A powerful book in a small package—especially if you’re a mom, add this to your reading list! Read on for my review.
The Summary
Channeling the subversive and sharp-eyed voice showcased in her popular column forThe Cut , Amil Niazi stylishly interrogates the aspirations of young adulthood, early middle age, motherhood, and life after ambition.
Building off her wildly popular viral essays “Losing My Ambition” and “The Mindfuck of Mid-Life,” Amil Niazi explores what life looks like “post-ambition.” With sly humor and a deep literary sensibility, she interrogates her own evolving ambitions, and how it intersects with adulthood, motherhood, age, identity, class, and race, and how it has shaped her and a generation of Millennials. And—most importantly—now that she is done with what happens next?
An achingly relatable, intensely funny punch to the gut which reveals that, though we hide them from one another, we all have the same painful bruises. At its core, Losing My Ambition is about optimism—about the joy of choosing something different and the thrill of finding ourselves when we thought all was lost. A whip-smart reimagination of how to live our lives, Losing My Ambition reclaims mediocrity to tell us that it is okay to NOT have ambitions but to try and live a life that is true to who we are.
My Review
Life After Ambition is a no-frills examination of motherhood, being a woman in the quagmire of corporate America, and trying to find some sort of balance between being a mom and having career ambition.
Amil grows up in a home where the basic necessities are sometimes close to out of reach as her parents live paycheck to paycheck. This kind of childhood makes her really long for more. She wants to get out of her city, out of her station in life, and away from her parents.
Although we never lacked for anything really as kids, I did grow up in a home where college wasn’t the norm. In fact, neither of my parents were college educated, and my older brother decided to try a 2-year degree. So, I was the first in my family to go to a traditional, 4-year college. It wasn’t easy.
Amil quickly finds out that life after college can be just as hardscrabble as life without going at all as she tries to find meaningful employment at various newspapers/content publishers. Eventually, she’s somewhat stable when she gets married and decides to have children.

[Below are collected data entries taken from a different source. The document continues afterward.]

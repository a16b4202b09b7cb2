//! Offline comparison of predicted code sets against expected ones.
//!
//! Directory layout: `inputs/input{N}.txt`, `outputs/output{N}.json`,
//! `preds/pred{N}.json`, each JSON file shaped `{"icd10_codes": [...]}`.

use std::collections::BTreeSet;
use std::path::{Path, PathBuf};

use serde::{Deserialize, Serialize};
use serde_json::{Map, Value};
use thiserror::Error;

use crate::pipeline::reference::{ReferenceError, ReferenceValidator};

#[derive(Error, Debug)]
pub enum EvaluationError {
    #[error("I/O error at {path}: {source}")]
    Io {
        path: PathBuf,
        #[source]
        source: std::io::Error,
    },

    #[error("Invalid JSON in {path}: {source}")]
    Json {
        path: PathBuf,
        #[source]
        source: serde_json::Error,
    },

    #[error(transparent)]
    Reference(#[from] ReferenceError),
}

/// One code record as found in a prediction or expected-output file.
/// Fields other than `code` are carried through untouched.
#[derive(Debug, Clone, PartialEq, Serialize, Deserialize)]
pub struct RecordedCode {
    pub code: String,
    #[serde(flatten)]
    pub rest: Map<String, Value>,
}

#[derive(Debug, Deserialize)]
struct CodeFile {
    icd10_codes: Vec<RecordedCode>,
}

#[derive(Debug, Clone, Default, PartialEq, Serialize)]
pub struct PerSide {
    pub pred: Vec<String>,
    pub output: Vec<String>,
}

#[derive(Debug, Clone, PartialEq, Serialize)]
pub struct PairAnalysis {
    pub file_pair: String,
    pub note_text: String,
    pub jaccard_similarity: f64,
    pub common_codes: Vec<String>,
    pub codes_in_pred_only: Vec<RecordedCode>,
    pub codes_in_output_only: Vec<RecordedCode>,
    pub invalid_codes: PerSide,
    pub non_billable_codes: PerSide,
}

#[derive(Debug, Clone, PartialEq, Serialize)]
pub struct EvaluationSummary {
    pub total_pairs: usize,
    pub average_jaccard: f64,
}

impl EvaluationSummary {
    pub fn from_results(results: &[PairAnalysis]) -> Self {
        let total_pairs = results.len();
        let average_jaccard = if total_pairs == 0 {
            0.0
        } else {
            results.iter().map(|r| r.jaccard_similarity).sum::<f64>() / total_pairs as f64
        };
        Self {
            total_pairs,
            average_jaccard,
        }
    }
}

/// `|a ∩ b| / |a ∪ b|`; two empty sets are identical (1.0).
pub fn jaccard_similarity(a: &BTreeSet<&str>, b: &BTreeSet<&str>) -> f64 {
    if a.is_empty() && b.is_empty() {
        return 1.0;
    }
    let intersection = a.intersection(b).count();
    let union = a.union(b).count();
    intersection as f64 / union as f64
}

pub fn analyze_pair(
    file_pair: &str,
    note_text: &str,
    predicted: &[RecordedCode],
    expected: &[RecordedCode],
    validator: &ReferenceValidator,
) -> PairAnalysis {
    let pred_codes: BTreeSet<&str> = predicted.iter().map(|c| c.code.as_str()).collect();
    let output_codes: BTreeSet<&str> = expected.iter().map(|c| c.code.as_str()).collect();

    let only_in = |records: &[RecordedCode], other: &BTreeSet<&str>| -> Vec<RecordedCode> {
        records
            .iter()
            .filter(|c| !other.contains(c.code.as_str()))
            .cloned()
            .collect()
    };
    let invalid = |codes: &BTreeSet<&str>| -> Vec<String> {
        codes
            .iter()
            .filter(|c| !validator.is_valid(c))
            .map(|c| c.to_string())
            .collect()
    };
    let non_billable = |codes: &BTreeSet<&str>| -> Vec<String> {
        codes
            .iter()
            .filter(|c| validator.lookup(c).is_some_and(|entry| !entry.billable))
            .map(|c| c.to_string())
            .collect()
    };

    PairAnalysis {
        file_pair: file_pair.to_string(),
        note_text: note_text.to_string(),
        jaccard_similarity: jaccard_similarity(&pred_codes, &output_codes),
        common_codes: pred_codes
            .intersection(&output_codes)
            .map(|c| c.to_string())
            .collect(),
        codes_in_pred_only: only_in(predicted, &output_codes),
        codes_in_output_only: only_in(expected, &pred_codes),
        invalid_codes: PerSide {
            pred: invalid(&pred_codes),
            output: invalid(&output_codes),
        },
        non_billable_codes: PerSide {
            pred: non_billable(&pred_codes),
            output: non_billable(&output_codes),
        },
    }
}

/// Analyze every `preds/pred{N}.json` that has a matching expected output
/// and input note. Pairs with a missing file are skipped.
pub fn analyze_directory(
    base: &Path,
    validator: &ReferenceValidator,
) -> Result<Vec<PairAnalysis>, EvaluationError> {
    let pred_dir = base.join("preds");
    let mut results = Vec::new();

    for (number, pred_path) in numbered_files(&pred_dir, "pred", "json")? {
        let input_path = base.join("inputs").join(format!("input{number}.txt"));
        let output_path = base.join("outputs").join(format!("output{number}.json"));
        if !input_path.is_file() || !output_path.is_file() {
            tracing::warn!(
                pred = %pred_path.display(),
                "Missing input or expected output, skipping pair"
            );
            continue;
        }

        let note_text = read_text(&input_path)?;
        let predicted = read_codes(&pred_path)?;
        let expected = read_codes(&output_path)?;
        let file_pair = format!("pred{number}.json - output{number}.json");

        let analysis = analyze_pair(&file_pair, &note_text, &predicted, &expected, validator);
        tracing::debug!(
            pair = %file_pair,
            jaccard = analysis.jaccard_similarity,
            "Pair analyzed"
        );
        results.push(analysis);
    }

    let summary = EvaluationSummary::from_results(&results);
    tracing::info!(
        pairs = summary.total_pairs,
        average_jaccard = summary.average_jaccard,
        "Evaluation complete"
    );
    Ok(results)
}

/// Files named `{prefix}{N}.{ext}` in `dir`, ordered by `N` then name.
pub fn numbered_files(
    dir: &Path,
    prefix: &str,
    ext: &str,
) -> Result<Vec<(String, PathBuf)>, EvaluationError> {
    let entries = std::fs::read_dir(dir).map_err(|source| EvaluationError::Io {
        path: dir.to_path_buf(),
        source,
    })?;

    let mut files = Vec::new();
    for entry in entries {
        let entry = entry.map_err(|source| EvaluationError::Io {
            path: dir.to_path_buf(),
            source,
        })?;
        let path = entry.path();
        if path.extension().and_then(|e| e.to_str()) != Some(ext) {
            continue;
        }
        let Some(number) = path
            .file_stem()
            .and_then(|s| s.to_str())
            .and_then(|s| s.strip_prefix(prefix))
            .map(str::to_string)
        else {
            continue;
        };
        files.push((number, path));
    }

    files.sort_by(|a, b| {
        let key = |n: &str| n.parse::<u64>().unwrap_or(u64::MAX);
        key(&a.0).cmp(&key(&b.0)).then_with(|| a.0.cmp(&b.0))
    });
    Ok(files)
}

fn read_text(path: &Path) -> Result<String, EvaluationError> {
    std::fs::read_to_string(path).map_err(|source| EvaluationError::Io {
        path: path.to_path_buf(),
        source,
    })
}

fn read_codes(path: &Path) -> Result<Vec<RecordedCode>, EvaluationError> {
    let text = read_text(path)?;
    let file: CodeFile = serde_json::from_str(&text).map_err(|source| EvaluationError::Json {
        path: path.to_path_buf(),
        source,
    })?;
    Ok(file.icd10_codes)
}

When her first child arrives, she starts on a journey of self-discovery in terms of how she wants to balance being an ambition, career-driven woman with being a mom. She also parents through the pandemic:
The pandemic had already collapsed work and home, forcing the two together in a tangled knot, so there was no point pretending anymore that I wasn’t a parent at work, or a parent who works at home. I wasn’t a mother trying to “have it all,” I was just trying to do enough with what I had.”
Overall, I enjoyed Niazi’s writing and her insights. I did feel at times like she could go into more detail, but I also appreciated the compactness of the book. I’m giving this one 4 stars.